With her documentary film-maker boyfriend Chris (Roland Buck III) in tow and obviously filming every move, Margot meets with a young Amish man who claims her mother was part of his secluded community and welcomes them to join him back at his farm.
Of course there are many secrets to emerge once they arrive and this is where Next Of Kin gets a bit lost in what its trying to be. Where once we had the ghostly going’s on ramping up as each day or night passes, this addition seems more interested in exactly what the Beiler family are hiding than actually reminding itself that its a ghost story.
While many have compared this to a low budget “Midsommar”, there were many occasions where I felt this film could easily have been called Paranormal Activity: The REC version, as it does dip its toes into that Spanish masterpiece on a few occasions.

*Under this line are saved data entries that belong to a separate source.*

//! Proxy pool with per-session liveness tracking
//!
//! A pool is built for one harvest session and dropped with it. Candidates are
//! shuffled once at construction and then probed in that order, so selection
//! is uniformly random among the endpoints that have not failed yet.

use async_trait::async_trait;
use rand::seq::SliceRandom;
use std::fmt;
use std::sync::Arc;
use std::time::Duration;

/// Liveness classification of a proxy endpoint
#[derive(Debug, Clone, Copy, PartialEq, Eq, Hash)]
pub enum ProxyStatus {
    /// Not probed yet in this session
    Untested,

    /// Passed a probe and has not failed a fetch since
    Healthy,

    /// Failed a probe or a fetch; never selected again in this session
    Dead,
}

impl fmt::Display for ProxyStatus {
    fn fmt(&self, f: &mut fmt::Formatter<'_>) -> fmt::Result {
        let s = match self {
            Self::Untested => "untested",
            Self::Healthy => "healthy",
            Self::Dead => "dead",
        };
        write!(f, "{}", s)
    }
}

/// A network egress address fetches may be routed through
#[derive(Debug, Clone, PartialEq, Eq)]
pub struct ProxyEndpoint {
    pub address: String,
    pub status: ProxyStatus,
}

impl ProxyEndpoint {
    pub fn new(address: impl Into<String>) -> Self {
        Self {
            address: address.into(),
            status: ProxyStatus::Untested,
        }
    }
}

/// Lightweight liveness check for a proxy endpoint
#[async_trait]
pub trait ProxyProbe: Send + Sync {
    /// Returns true if a request routed through `address` succeeds within `timeout`
    async fn probe(&self, address: &str, timeout: Duration) -> bool;
}

/// Probes a proxy by requesting a known URL through it
#[derive(Debug, Clone)]
pub struct HttpProxyProbe {
    probe_url: String,
}

impl HttpProxyProbe {
    pub fn new(probe_url: impl Into<String>) -> Self {
        Self {
            probe_url: probe_url.into(),
        }
    }
}

#[async_trait]
impl ProxyProbe for HttpProxyProbe {
    async fn probe(&self, address: &str, timeout: Duration) -> bool {
        let proxy = match reqwest::Proxy::all(address) {
            Ok(p) => p,
            Err(e) => {
                tracing::debug!("Rejecting proxy {}: {}", address, e);
                return false;
            }
        };

        let client = match reqwest::Client::builder()
            .proxy(proxy)
            .timeout(timeout)
            .connect_timeout(timeout)
            .build()
        {
            Ok(c) => c,
            Err(e) => {
                tracing::debug!("Failed to build probe client for {}: {}", address, e);
                return false;
            }
        };

        match client.get(&self.probe_url).send().await {
            Ok(response) => response.status().is_success(),
            Err(e) => {
                tracing::debug!("Proxy {} failed probe: {}", address, e);
                false
            }
        }
    }
}

/// Candidate proxies for one session
pub struct ProxyPool {
    endpoints: Vec<ProxyEndpoint>,
    probe: Arc<dyn ProxyProbe>,
    probe_timeout: Duration,
}

impl ProxyPool {
    /// Creates a pool from candidate addresses, shuffling them once
    ///
    /// # Arguments
    ///
    /// * `addresses` - Candidate proxy addresses; duplicates are dropped
    /// * `probe` - Liveness check used by [`ProxyPool::select`]
    /// * `probe_timeout` - Upper bound for each probe
    pub fn new<I, S>(addresses: I, probe: Arc<dyn ProxyProbe>, probe_timeout: Duration) -> Self
    where
        I: IntoIterator<Item = S>,
        S: Into<String>,
    {
        let mut endpoints: Vec<ProxyEndpoint> = Vec::new();
        for address in addresses {
            let address = address.into();
            if !endpoints.iter().any(|e| e.address == address) {
                endpoints.push(ProxyEndpoint::new(address));
            }
        }

        endpoints.shuffle(&mut rand::rng());

        Self {
            endpoints,
            probe,
            probe_timeout,
        }
    }

    /// Returns a healthy endpoint, probing untested ones in shuffled order
    ///
    /// Endpoints that fail their probe are marked dead. Returns `None` when
    /// the pool is empty or every endpoint is dead; the caller then fetches
    /// without a proxy.
    pub async fn select(&mut self) -> Option<ProxyEndpoint> {
        for index in 0..self.endpoints.len() {
            match self.endpoints[index].status {
                ProxyStatus::Dead => continue,
                ProxyStatus::Healthy => return Some(self.endpoints[index].clone()),
                ProxyStatus::Untested => {
                    let candidate = self.endpoints[index].clone();
                    if self.test(&candidate, self.probe_timeout).await {
                        tracing::debug!("Proxy {} passed probe", candidate.address);
                        self.endpoints[index].status = ProxyStatus::Healthy;
                        return Some(self.endpoints[index].clone());
                    }

                    tracing::debug!("Proxy {} failed probe, marking dead", candidate.address);
                    self.endpoints[index].status = ProxyStatus::Dead;
                }
            }
        }

        None
    }

    /// Marks an endpoint dead for the rest of the session
    pub fn mark_dead(&mut self, endpoint: &ProxyEndpoint) {
        if let Some(entry) = self
            .endpoints
            .iter_mut()
            .find(|e| e.address == endpoint.address)
        {
            entry.status = ProxyStatus::Dead;
        }
    }

    /// Runs one liveness probe without changing the endpoint's status
    pub async fn test(&self, endpoint: &ProxyEndpoint, timeout: Duration) -> bool {
        self.probe.probe(&endpoint.address, timeout).await
    }

    pub fn status_of(&self, address: &str) -> Option<ProxyStatus> {
        self.endpoints
            .iter()
            .find(|e| e.address == address)
            .map(|e| e.status)
    }

    /// Number of endpoints not yet proven dead
    pub fn live_count(&self) -> usize {
        self.endpoints
            .iter()
            .filter(|e| e.status != ProxyStatus::Dead)
            .count()
    }

    pub fn healthy_count(&self) -> usize {
        self.endpoints
            .iter()
            .filter(|e| e.status == ProxyStatus::Healthy)
            .count()
    }

    pub fn len(&self) -> usize {
        self.endpoints.len()
    }

    pub fn is_empty(&self) -> bool {
        self.endpoints.is_empty()
    }
}

impl fmt::Debug for ProxyPool {
    fn fmt(&self, f: &mut fmt::Formatter<'_>) -> fmt::Result {
        f.debug_struct("ProxyPool")
            .field("endpoints", &self.endpoints)
            .field("probe_timeout", &self.probe_timeout)
            .finish()
    }
}

#[cfg(test)]
mod tests {
    use super::*;
    use std::collections::HashSet;
    use std::sync::Mutex;

    /// Probe answering from a fixed set of live addresses
    struct FixedProbe {
        alive: HashSet<String>,
        calls: Mutex<Vec<String>>,
    }

    impl FixedProbe {
        fn new(alive: &[&str]) -> Arc<Self> {
            Arc::new(Self {
                alive: alive.iter().map(|s| s.to_string()).collect(),
                calls: Mutex::new(Vec::new()),
            })
        }

        fn calls(&self) -> Vec<String> {
            self.calls.lock().unwrap().clone()
        }
    }

    #[async_trait]
    impl ProxyProbe for FixedProbe {
        async fn probe(&self, address: &str, _timeout: Duration) -> bool {
            self.calls.lock().unwrap().push(address.to_string());
            self.alive.contains(address)
        }
    }

    fn pool(addresses: &[&str], probe: Arc<FixedProbe>) -> ProxyPool {
        ProxyPool::new(
            addresses.iter().copied(),
            probe,
            Duration::from_millis(50),
        )
    }

    #[tokio::test]
    async fn test_empty_pool_selects_nothing() {
        let mut pool = pool(&[], FixedProbe::new(&[]));
        assert!(pool.is_empty());
        assert!(pool.select().await.is_none());
    }

    #[tokio::test]
    async fn test_select_skips_failed_probes() {
        let probe = FixedProbe::new(&["http://10.0.0.3:8080"]);
        let mut pool = pool(
            &["http://10.0.0.1:3128", "http://10.0.0.2:80", "http://10.0.0.3:8080"],
            probe.clone(),
        );

        let selected = pool.select().await.unwrap();
        assert_eq!(selected.address, "http://10.0.0.3:8080");
        assert_eq!(selected.status, ProxyStatus::Healthy);
        assert_eq!(pool.healthy_count(), 1);

        // Every endpoint probed before the healthy one is now dead
        for address in probe.calls() {
            if address != "http://10.0.0.3:8080" {
                assert_eq!(pool.status_of(&address), Some(ProxyStatus::Dead));
            }
        }
    }

    #[tokio::test]
    async fn test_healthy_endpoint_is_reused_without_probing() {
        let probe = FixedProbe::new(&["http://10.0.0.1:3128"]);
        let mut pool = pool(&["http://10.0.0.1:3128"], probe.clone());

        pool.select().await.unwrap();
        pool.select().await.unwrap();

        assert_eq!(probe.calls().len(), 1);
    }

    #[tokio::test]
    async fn test_mark_dead_moves_to_next_endpoint() {
        let probe = FixedProbe::new(&["http://10.0.0.1:3128", "http://10.0.0.2:80"]);
        let mut pool = pool(&["http://10.0.0.1:3128", "http://10.0.0.2:80"], probe);

        let first = pool.select().await.unwrap();
        pool.mark_dead(&first);

        let second = pool.select().await.unwrap();
        assert_ne!(first.address, second.address);

        pool.mark_dead(&second);
        assert!(pool.select().await.is_none());
        assert_eq!(pool.live_count(), 0);
    }

    #[tokio::test]
    async fn test_probe_does_not_change_status() {
        let probe = FixedProbe::new(&[]);
        let pool = pool(&["http://10.0.0.1:3128"], probe);
        let endpoint = ProxyEndpoint::new("http://10.0.0.1:3128");

        assert!(!pool.test(&endpoint, Duration::from_millis(10)).await);
        assert_eq!(
            pool.status_of("http://10.0.0.1:3128"),
            Some(ProxyStatus::Untested)
        );
    }

    #[test]
    fn test_duplicates_are_dropped() {
        let pool = pool(
            &["http://10.0.0.1:3128", "http://10.0.0.1:3128"],
            FixedProbe::new(&[]),
        );
        assert_eq!(pool.len(), 1);
    }

    #[tokio::test]
    async fn test_selection_is_randomized() {
        let addresses: Vec<String> = (1..=8).map(|i| format!("http://10.0.0.{}:80", i)).collect();
        let refs: Vec<&str> = addresses.iter().map(String::as_str).collect();

        let mut seen = HashSet::new();
        for _ in 0..40 {
            let mut pool = pool(&refs, FixedProbe::new(&refs));
            seen.insert(pool.select().await.unwrap().address);
        }

        assert!(seen.len() > 1);
    }
}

Its not all doom and gloom. Its the most polished of the franchise, expertly directed by William Eubank and Christopher Landon who has wrote many of the entries, cleverly sets up a new world, away from the usual Toby bogeyman and while the more action chaos of its final third act will delight those who moaned that not much usually at the climax of these films, you can not help but feel its all rather bland, lacking the freshness we desperately needed to feel.
While the farm itself is a perfect ghost setting and with a delightful potato peeler incident and kids singing a spooky tune making the horror juices just about flow on occasions, Next of Kin doesn’t really do enough to warrant its own existence, with some scenes even betraying its own found footage concept.
By the time Margot asks Chris for help to lower her into a secret shaft at a place where an elder (Tom Nowicki) has warned them not to enter, once more you have reached a stage in this genre where you can should be screaming “put down the camera and run” but after seven films, do we really care anymore…..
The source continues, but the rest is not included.